The recent September events have had lower peak intensities in Adelaide (e.g. mostly blue/yellow intensities, the Goodwood underpass during my drive home was not blocked). However, they resulted in more widespread flooding.

Adelaide rain radar showing high intensity falls moving across the city.

22 January 2016Rain radar from September 2016 depicting high rainfall.

28-29 Sep 2016

Localised flooding of Goodwood underpass from 22 January 2016.

Thoughts on engineering design

Thinking about these events, it is clear that impacts we experience and their relationship to weather hazards are complex and multi-causal.

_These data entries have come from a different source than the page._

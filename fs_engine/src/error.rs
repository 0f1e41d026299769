//! Filesystem engine errors

use core_types::result_code::{errno, ResultCode};
use thiserror::Error;

/// Errors reported by a filesystem engine
///
/// Each variant corresponds to one errno value; the driver passes the
/// negated value to the caller unchanged.
#[derive(Debug, Clone, Copy, PartialEq, Eq, Error)]
pub enum FsError {
    #[error("no such file or directory")]
    NotFound,
    #[error("I/O error")]
    Io,
    #[error("bad file handle")]
    BadHandle,
    #[error("permission denied")]
    AccessDenied,
    #[error("file exists")]
    AlreadyExists,
    #[error("cross-device link")]
    CrossDevice,
    #[error("no such device")]
    NoDevice,
    #[error("not a directory")]
    NotADirectory,
    #[error("is a directory")]
    IsADirectory,
    #[error("invalid argument")]
    InvalidArgument,
    #[error("too many open files")]
    TooManyOpenFiles,
    #[error("no space left on device")]
    NoSpace,
    #[error("directory not empty")]
    NotEmpty,
    #[error("file name too long")]
    NameTooLong,
}

impl FsError {
    /// Positive errno value
    pub fn errno(&self) -> i32 {
        match self {
            FsError::NotFound => errno::ENOENT,
            FsError::Io => errno::EIO,
            FsError::BadHandle => errno::EBADF,
            FsError::AccessDenied => errno::EACCES,
            FsError::AlreadyExists => errno::EEXIST,
            FsError::CrossDevice => errno::EXDEV,
            FsError::NoDevice => errno::ENODEV,
            FsError::NotADirectory => errno::ENOTDIR,
            FsError::IsADirectory => errno::EISDIR,
            FsError::InvalidArgument => errno::EINVAL,
            FsError::TooManyOpenFiles => errno::EMFILE,
            FsError::NoSpace => errno::ENOSPC,
            FsError::NotEmpty => errno::ENOTEMPTY,
            FsError::NameTooLong => errno::ENAMETOOLONG,
        }
    }

    /// Result code carried back to the caller
    pub fn code(&self) -> ResultCode {
        -self.errno()
    }
}
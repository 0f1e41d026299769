//! CPU/DMA cache maintenance

/// Cache coherency operations on caller memory
///
/// Storage controllers move data by DMA, so the CPU's cached view of a
/// caller buffer can be stale in either direction. Both operations are
/// side effects only.
pub trait CacheCoherency {
    /// Invalidates the CPU's view of `range` before the CPU reads it
    fn invalidate(&self, range: &[u8]);

    /// Writes back the CPU's view of `range` after the CPU wrote it
    fn flush(&self, range: &[u8]);
}
//! On-disc volume image
//!
//! Sector 0 holds a NUL-padded JSON superblock; the serialized directory
//! tree follows from sector 1. A medium without a valid superblock is
//! treated as freshly formatted.

use crate::tree::Node;
use crate::FsError;
use hal::{DiscInterface, SECTOR_SIZE};
use serde::{Deserialize, Serialize};
use std::io;

const IMAGE_MAGIC: u32 = 0x4641_5431; // "FAT1"
const IMAGE_VERSION: u32 = 1;

#[derive(Debug, Serialize, Deserialize)]
struct Superblock {
    magic: u32,
    version: u32,
    tree_len: u64,
}

/// Bytes available to the tree image on a medium
pub fn capacity(sector_count: u64) -> u64 {
    sector_count.saturating_sub(1) * SECTOR_SIZE as u64
}

/// Counts the bytes written through it
struct ByteCounter(u64);

impl io::Write for ByteCounter {
    fn write(&mut self, buf: &[u8]) -> io::Result<usize> {
        self.0 += buf.len() as u64;
        Ok(buf.len())
    }

    fn flush(&mut self) -> io::Result<()> {
        Ok(())
    }
}

/// Size of the tree as `store` would write it
pub fn encoded_len(root: &Node) -> Result<u64, FsError> {
    let mut counter = ByteCounter(0);
    serde_json::to_writer(&mut counter, root).map_err(|_| FsError::Io)?;
    Ok(counter.0)
}

/// Loads the directory tree, or `None` for an unformatted medium
pub fn load(disc: &mut dyn DiscInterface) -> Result<Option<Node>, FsError> {
    if disc.sector_count() == 0 {
        return Ok(None);
    }

    let mut block = [0u8; SECTOR_SIZE];
    disc.read_sectors(0, &mut block).map_err(|_| FsError::Io)?;

    let json_end = block.iter().position(|&b| b == 0).unwrap_or(SECTOR_SIZE);
    let superblock: Superblock = match serde_json::from_slice(&block[..json_end]) {
        Ok(sb) => sb,
        Err(_) => return Ok(None),
    };
    if superblock.magic != IMAGE_MAGIC || superblock.version != IMAGE_VERSION {
        return Ok(None);
    }
    if superblock.tree_len > capacity(disc.sector_count()) {
        return Err(FsError::Io);
    }

    let tree_len = superblock.tree_len as usize;
    let mut data = vec![0u8; sectors_for(tree_len) * SECTOR_SIZE];
    if !data.is_empty() {
        disc.read_sectors(1, &mut data).map_err(|_| FsError::Io)?;
    }
    let root = serde_json::from_slice(&data[..tree_len]).map_err(|_| FsError::Io)?;
    Ok(Some(root))
}

/// Writes the directory tree back to the medium
pub fn store(disc: &mut dyn DiscInterface, root: &Node) -> Result<(), FsError> {
    let tree = serde_json::to_vec(root).map_err(|_| FsError::Io)?;
    if tree.len() as u64 > capacity(disc.sector_count()) {
        return Err(FsError::NoSpace);
    }

    let mut data = vec![0u8; sectors_for(tree.len()) * SECTOR_SIZE];
    data[..tree.len()].copy_from_slice(&tree);
    if !data.is_empty() {
        disc.write_sectors(1, &data).map_err(|_| FsError::Io)?;
    }

    let superblock = Superblock {
        magic: IMAGE_MAGIC,
        version: IMAGE_VERSION,
        tree_len: tree.len() as u64,
    };
    let sb_json = serde_json::to_vec(&superblock).map_err(|_| FsError::Io)?;
    if sb_json.len() >= SECTOR_SIZE {
        return Err(FsError::Io);
    }
    let mut block = [0u8; SECTOR_SIZE];
    block[..sb_json.len()].copy_from_slice(&sb_json);
    disc.write_sectors(0, &block).map_err(|_| FsError::Io)
}

fn sectors_for(len: usize) -> usize {
    len.div_ceil(SECTOR_SIZE)
}
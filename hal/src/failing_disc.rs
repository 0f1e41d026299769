//! # Failing Disc
//!
//! A DiscInterface wrapper that can simulate backend failures for testing
//! the mount lifecycle without flaky hardware.

use crate::{DiscError, DiscInterface};

/// Which backend calls should fail
#[derive(Debug, Clone, Copy, PartialEq, Eq)]
pub enum DiscFailure {
    /// Never fail (passthrough)
    Never,
    /// `startup` reports failure
    Startup,
    /// `shutdown` reports failure
    Shutdown,
    /// Every sector transfer fails
    Io,
}

/// Wrapper around a DiscInterface that can simulate failures
pub struct FailingDisc<D: DiscInterface> {
    inner: D,
    failure: DiscFailure,
}

impl<D: DiscInterface> FailingDisc<D> {
    /// Create a new failing disc with the given failure mode
    pub fn new(inner: D, failure: DiscFailure) -> Self {
        Self { inner, failure }
    }

    /// Get the underlying disc (for inspection)
    pub fn inner(&self) -> &D {
        &self.inner
    }

    /// Get mutable access to the underlying disc
    pub fn inner_mut(&mut self) -> &mut D {
        &mut self.inner
    }

    /// Replace the failure mode
    pub fn set_failure(&mut self, failure: DiscFailure) {
        self.failure = failure;
    }
}

impl<D: DiscInterface> DiscInterface for FailingDisc<D> {
    fn io_type(&self) -> [u8; 4] {
        self.inner.io_type()
    }

    fn startup(&mut self) -> bool {
        if self.failure == DiscFailure::Startup {
            return false;
        }
        self.inner.startup()
    }

    fn shutdown(&mut self) -> bool {
        // The controller is still released; only the report fails.
        let released = self.inner.shutdown();
        released && self.failure != DiscFailure::Shutdown
    }

    fn is_inserted(&self) -> bool {
        self.inner.is_inserted()
    }

    fn sector_count(&self) -> u64 {
        self.inner.sector_count()
    }

    fn read_sectors(&mut self, sector: u64, buffer: &mut [u8]) -> Result<(), DiscError> {
        if self.failure == DiscFailure::Io {
            return Err(DiscError::IoError);
        }
        self.inner.read_sectors(sector, buffer)
    }

    fn write_sectors(&mut self, sector: u64, buffer: &[u8]) -> Result<(), DiscError> {
        if self.failure == DiscFailure::Io {
            return Err(DiscError::IoError);
        }
        self.inner.write_sectors(sector, buffer)
    }
}

#[cfg(test)]
mod tests {
    use super::*;
    use crate::{RamDisc, SECTOR_SIZE};

    fn disc(failure: DiscFailure) -> FailingDisc<RamDisc> {
        FailingDisc::new(RamDisc::new(*b"USBS", 8), failure)
    }

    #[test]
    fn test_failing_disc_never() {
        let mut failing = disc(DiscFailure::Never);
        assert!(failing.startup());
        assert!(failing.write_sectors(0, &[1u8; SECTOR_SIZE]).is_ok());
        assert!(failing.shutdown());
    }

    #[test]
    fn test_startup_failure_leaves_inner_stopped() {
        let mut failing = disc(DiscFailure::Startup);
        assert!(!failing.startup());
        assert!(!failing.inner().is_running());
        assert_eq!(failing.inner().startup_calls(), 0);
    }

    #[test]
    fn test_shutdown_failure_still_releases() {
        let mut failing = disc(DiscFailure::Shutdown);
        assert!(failing.startup());
        assert!(!failing.shutdown());
        assert!(!failing.inner().is_running());
    }

    #[test]
    fn test_io_failure() {
        let mut failing = disc(DiscFailure::Io);
        assert!(failing.startup());
        let mut buffer = [0u8; SECTOR_SIZE];
        assert_eq!(failing.read_sectors(0, &mut buffer), Err(DiscError::IoError));

        failing.set_failure(DiscFailure::Never);
        assert!(failing.read_sectors(0, &mut buffer).is_ok());
    }
}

  • Whereas engineering design prefers to consider idealised  scenarios, a single event event can have multiple attributes. For example, strong winds, storm surge and heavy rainfall. The one hazard can also lead to multiple impacts, such as an electricity outages,  floods and storm damages.
  • Engineering designs also prefer to consider events in isolation. But the circumstances leading up to an event can be equally as relevant. For example, the September events have come at the end of a wet period in an above average wet year. Had the same storms come earlier in the year, or a drier year, the impacts would be lessened.

To better understand the reliability of our engineered systems requires less reliance on idealised and isolated design methods and stronger appreciation for the compound behaviour of real events.  For those interested, read more on compound events here.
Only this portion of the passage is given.